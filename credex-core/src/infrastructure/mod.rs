//! Store adapters behind the domain ports.

pub mod repositories;
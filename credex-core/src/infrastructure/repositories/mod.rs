//! SQLx-backed implementations of the domain ports.

mod sqlite_credential_repository;

pub use sqlite_credential_repository::SqliteCredentialRepository;
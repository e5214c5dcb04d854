use std::fmt;

use async_trait::async_trait;
use sqlx::SqlitePool;

use crate::domain::repositories::{CredentialRecord, CredentialRepository, RepositoryError};

/// SQLite-backed credential store.
///
/// The `auth_users` schema (see `migrations/`) carries a `UNIQUE` constraint
/// on `email` under the default BINARY collation, so uniqueness and lookup
/// are byte-wise case-sensitive and concurrent inserts of the same email
/// resolve in the database, not here.
pub struct SqliteCredentialRepository {
    pool: SqlitePool,
}

impl fmt::Debug for SqliteCredentialRepository {
    fn fmt(&self, f: &mut fmt::Formatter<'_>) -> fmt::Result {
        f.debug_struct("SqliteCredentialRepository").finish()
    }
}

impl SqliteCredentialRepository {
    /// Wrap an existing connection pool.
    pub fn new(pool: SqlitePool) -> Self {
        Self { pool }
    }

    /// Apply the embedded schema migrations to the pool.
    pub async fn migrate(pool: &SqlitePool) -> Result<(), RepositoryError> {
        crate::MIGRATOR
            .run(pool)
            .await
            .map_err(|err| RepositoryError::Database(err.into()))
    }
}

fn map_sqlx_error(err: sqlx::Error) -> RepositoryError {
    match &err {
        sqlx::Error::Database(db) if db.is_unique_violation() => RepositoryError::DuplicateEmail,
        _ => RepositoryError::Database(err.into()),
    }
}

#[async_trait]
impl CredentialRepository for SqliteCredentialRepository {
    async fn insert_user(
        &self,
        email: &str,
        password_hash: &str,
    ) -> Result<i64, RepositoryError> {
        sqlx::query_scalar::<_, i64>(
            "INSERT INTO auth_users (email, password_hash) VALUES (?1, ?2) RETURNING id",
        )
        .bind(email)
        .bind(password_hash)
        .fetch_one(&self.pool)
        .await
        .map_err(map_sqlx_error)
    }

    async fn find_by_email(
        &self,
        email: &str,
    ) -> Result<Option<CredentialRecord>, RepositoryError> {
        let row = sqlx::query_as::<_, (i64, String, String)>(
            "SELECT id, email, password_hash FROM auth_users WHERE email = ?1",
        )
        .bind(email)
        .fetch_optional(&self.pool)
        .await
        .map_err(map_sqlx_error)?;

        Ok(row.map(|(id, email, password_hash)| CredentialRecord {
            id,
            email,
            password_hash,
        }))
    }

    async fn update_password(
        &self,
        user_id: i64,
        password_hash: &str,
    ) -> Result<u64, RepositoryError> {
        let result = sqlx::query("UPDATE auth_users SET password_hash = ?2 WHERE id = ?1")
            .bind(user_id)
            .bind(password_hash)
            .execute(&self.pool)
            .await
            .map_err(map_sqlx_error)?;

        Ok(result.rows_affected())
    }

    async fn update_email(&self, user_id: i64, email: &str) -> Result<u64, RepositoryError> {
        let result = sqlx::query("UPDATE auth_users SET email = ?2 WHERE id = ?1")
            .bind(user_id)
            .bind(email)
            .execute(&self.pool)
            .await
            .map_err(map_sqlx_error)?;

        Ok(result.rows_affected())
    }
}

§

> _The task_
Reproduce the records above exactly, from the first line to the line that holds "use std::fmt;", inclusive, and omit everything after it.

> _Output for this exercise_
filename credex-core/src/infrastructure/mod.rs
//! Store adapters behind the domain ports.

pub mod repositories;
filename credex-core/src/infrastructure/repositories/mod.rs
//! SQLx-backed implementations of the domain ports.

mod sqlite_credential_repository;

pub use sqlite_credential_repository::SqliteCredentialRepository;
repository e5214c5dcb04d854
use std::fmt;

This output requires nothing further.